Para impugnar la guerra hay que impugnar las formas de lenguaje que le corresponden. Dice Comolli «Nosotros, en las luchas de todos los días, hablamos demasiado a menudo con palabras del enemigo». Los medios nos matan de miedo: el miedo a no disponer de energía o a perder el nivel de vida es más fuerte en occidente que el miedo, diferido, a un desastre nuclear. El miedo a ser marcados como cómplices de un dictador es superior al temor a nuestra conciencia. El miedo del poder es el miedo a que los pueblos dejen de tener miedo. El miedo de los medios es no ser creíbles.
Consideraciones finales
Al final de la película de Siegel, el protagonista, Kevin Mccarthy, se encuentra en un túnel arrastrando a su novia y tratando de mantenerla despierta para que no se convierta en un mutante. Desesperado y conmovido por el sufrimiento de ella, la besa apasionadamente, Dana cierra sus ojos, apenas un instante, un segundo, lo suficiente para que al abrirlos él descubra en la frialdad de su mirada que ya no es su amor. Así le pasa a nuestra conciencia política. Son cientos, miles, los segundos en que bajamos la guardia, pero es suficiente un instante, sólo uno, para que sin darnos cuenta caigamos del lado de la inhumanidad.
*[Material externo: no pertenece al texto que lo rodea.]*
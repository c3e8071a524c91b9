//! Identifiers and wire-level negotiation types

use serde::{Deserialize, Serialize};
use std::fmt;

/// Transient identity the hub assigns to a participant for one connection.
///
/// Not a stable user id. Ordered so that two peers can agree on a glare
/// tie-break without talking to each other.
#[derive(Debug, Clone, PartialEq, Eq, PartialOrd, Ord, Hash, Serialize, Deserialize)]
#[serde(transparent)]
pub struct PeerId(String);

impl PeerId {
    pub fn new(id: impl Into<String>) -> Self {
        Self(id.into())
    }

    pub fn as_str(&self) -> &str {
        &self.0
    }
}

impl fmt::Display for PeerId {
    fn fmt(&self, f: &mut fmt::Formatter<'_>) -> fmt::Result {
        f.write_str(&self.0)
    }
}

impl From<&str> for PeerId {
    fn from(s: &str) -> Self {
        Self(s.to_string())
    }
}

impl From<String> for PeerId {
    fn from(s: String) -> Self {
        Self(s)
    }
}

/// ICE candidate as exchanged over signaling.
///
/// Field names follow `RTCIceCandidateInit` so browser peers can parse it as-is.
#[derive(Debug, Clone, PartialEq, Eq, Serialize, Deserialize)]
pub struct IceCandidate {
    pub candidate: String,

    #[serde(rename = "sdpMid", default, skip_serializing_if = "Option::is_none")]
    pub sdp_mid: Option<String>,

    #[serde(rename = "sdpMLineIndex", default, skip_serializing_if = "Option::is_none")]
    pub sdp_m_line_index: Option<u16>,

    #[serde(
        rename = "usernameFragment",
        default,
        skip_serializing_if = "Option::is_none"
    )]
    pub username_fragment: Option<String>,
}

impl IceCandidate {
    pub fn new(candidate: impl Into<String>) -> Self {
        Self {
            candidate: candidate.into(),
            sdp_mid: None,
            sdp_m_line_index: None,
            username_fragment: None,
        }
    }
}

/// SDP description type
#[derive(Debug, Clone, Copy, PartialEq, Eq, Serialize, Deserialize)]
#[serde(rename_all = "lowercase")]
pub enum SdpKind {
    Offer,
    Answer,
}

/// A typed SDP blob
#[derive(Debug, Clone, PartialEq, Eq, Serialize, Deserialize)]
pub struct SessionDescription {
    #[serde(rename = "type")]
    pub kind: SdpKind,
    pub sdp: String,
}

impl SessionDescription {
    pub fn offer(sdp: impl Into<String>) -> Self {
        Self {
            kind: SdpKind::Offer,
            sdp: sdp.into(),
        }
    }

    pub fn answer(sdp: impl Into<String>) -> Self {
        Self {
            kind: SdpKind::Answer,
            sdp: sdp.into(),
        }
    }
}

/// Which side of the offer/answer exchange this entry took
#[derive(Debug, Clone, Copy, PartialEq, Eq)]
pub enum NegotiationRole {
    /// We sent the offer
    Offerer,
    /// We answered a remote offer
    Answerer,
}

/// Peer connection state
#[derive(Debug, Clone, Copy, PartialEq, Eq)]
pub enum ConnectionState {
    /// Initial state, connection not yet started
    New,
    /// Connection negotiation in progress
    Connecting,
    /// Connection established successfully
    Connected,
    /// Transient loss; ICE may still recover
    Disconnected,
    /// Connection failed
    Failed,
    /// Connection closed
    Closed,
}

impl ConnectionState {
    /// Whether the connection can no longer carry media
    pub fn is_terminal(&self) -> bool {
        matches!(self, ConnectionState::Failed | ConnectionState::Closed)
    }
}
Si en los tiempos de relativa calma no hemos sido capaces de construir un discurso propio, de izquierdas, complejo y lleno de matices en relación a los gobiernos, países y sociedades aliadas, cuando estalla la guerra abierta, en los momentos decisivos, aquellos en los que nos ensordece el sonido de las armas, los matices no pueden ser el lastre que nos impida oponernos a la guerra con la contundencia necesaria. La función del intelectual ha de ejercerse por adelantado porque por adelantado es que los medios preparan la guerra. Los acontecimientos son siempre más rápidos que la reflexión que podemos hacer sobre ellos. Decía Umberto Eco que el barón rampante [1] vivía encaramado en los árboles «no para sustraerse del deber intelectual de entender el propio tiempo y participar en él, sino para entenderlo y participar mejor». La función del intelectual está del lado de los matices, las dudas y las ambigüedades. Pero en el campo de batalla no existen los matices, ni las dudas ni las ambigüedades, solo existen los amigos y los enemigos. Por eso, como el momento de la acción requiere que se eliminen los matices: dice Vittorini «el intelectual no debe tocar el clarín en la revolución» [2]. Porque no podemos dejar que nuestros argumentos se conviertan en boomerang que nos decapite haciéndonos correr como zombis siguiendo una extraña luz de verdad a la que nunca tendremos acceso en el presente. Nuestra responsabilidad no está del lado de nuestra buena conciencia, ni de nuestras buenas intenciones, sino del lado de nuestro compromiso político, que por supuesto, también tiene una parte de conciencia moral pero no individual sino colectiva.
Notas:
[1] El barón rampante es una de las novelas de la trilogía del novelista italiano Italo Calvino
[2] Citado por Umberto Eco en «Pensar la guerra», Cinco escritos morales.